Each descriptor is shaped as:

{
  "name": "FA_fast_find",
  "description": "First docstring line of the underlying callable.",
  "inputSchema": {
    "type": "object",
    "properties": {"root": {"type": "string"}, "pattern": {"type": "string"}},
    "required": ["root", "pattern"],
    "additionalProperties": true,
  },
}

Manual smoke test

Pipe JSON-RPC frames straight at the server to confirm it loads:

printf '%s\n%s\n%s\n' \
  '{"jsonrpc":"2.0","id":1,"method":"initialize","params":{}}' \
  '{"jsonrpc":"2.0","id":2,"method":"tools/list"}' \
  '{"jsonrpc":"2.0","id":3,"method":"tools/call","params":{"name":"FA_fast_find","arguments":{"root":".","pattern":"*.py","limit":3}}}' \
  | python -m automation_file mcp

Each input line gets exactly one JSON-RPC reply on stdout (notifications have no reply).

Security considerations

The MCP server runs with the same privileges as the Python process that starts it.
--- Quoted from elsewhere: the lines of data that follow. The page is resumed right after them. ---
use super::utils::{validate_credentials, LoginFormState};
use crate::{
    api::{ApiError, LoginRequest},
    components::layout::{landing_path, use_access_table},
    state::session::{use_login_action, use_session, GuardDecision},
    utils::{navigation::redirect_to, token::now_epoch_seconds},
};
use leptos::*;

#[derive(Clone, Copy)]
pub struct LoginViewModel {
    pub form: LoginFormState,
    pub error: RwSignal<Option<ApiError>>,
    pub login_action: Action<LoginRequest, Result<(), ApiError>>,
}

impl LoginViewModel {
    pub fn submit(&self) {
        if self.login_action.pending().get_untracked() {
            return;
        }
        let password = self.form.password.get_untracked();
        match validate_credentials(&self.form.mobile.get_untracked(), &password) {
            Ok(mobile) => {
                self.error.set(None);
                self.login_action.dispatch(LoginRequest { mobile, password });
            }
            Err(msg) => self.error.set(Some(ApiError::validation(msg))),
        }
    }
}

pub fn use_login_view_model() -> LoginViewModel {
    let session = use_session();
    let state = session.state();
    let form = LoginFormState::default();
    let error = create_rw_signal(None::<ApiError>);
    let login_action = use_login_action();
    let table = use_access_table();

    create_effect(move |_| {
        let landing = state.with(|s| {
            GuardDecision::evaluate(s, now_epoch_seconds())
                .allows_render()
                .then(|| s.role_code().map(|code| landing_path(&table, code)))
                .flatten()
        });
        if let Some(path) = landing {
            redirect_to(path);
        }
    });

    create_effect(move |_| {
        if let Some(result) = login_action.value().get() {
            match result {
                Ok(()) => {
                    error.set(None);
                    form.reset_password();
                }
                Err(err) => error.set(Some(err)),
            }
        }
    });

    LoginViewModel {
        form,
        error,
        login_action,
    }
}
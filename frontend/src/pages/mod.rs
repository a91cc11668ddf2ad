pub mod dashboard;
pub mod login;
pub mod not_found;
pub mod profile;
pub mod section;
Every tool call lands in your shell’s user account.
By default the server exposes every registered FA_* action, including ones that delete files, write to the filesystem, or upload to remote backends. Use --allowed-actions to whitelist a tight surface for any host you don’t fully trust.
Do not call add_package_to_executor() (or expose its action) before starting an MCP server intended for a third-party host. That helper registers every top-level function / class / builtin of an arbitrary package and is eval-grade power.
The server logs at the INFO level via file_automation_logger when it starts, including the number of exposed tools and the configured server name. Tool-call payloads are never logged.
Outbound HTTP-bearing actions (FA_download_file, the cloud backends) keep their SSRF guard; the MCP layer does not loosen any per-action check.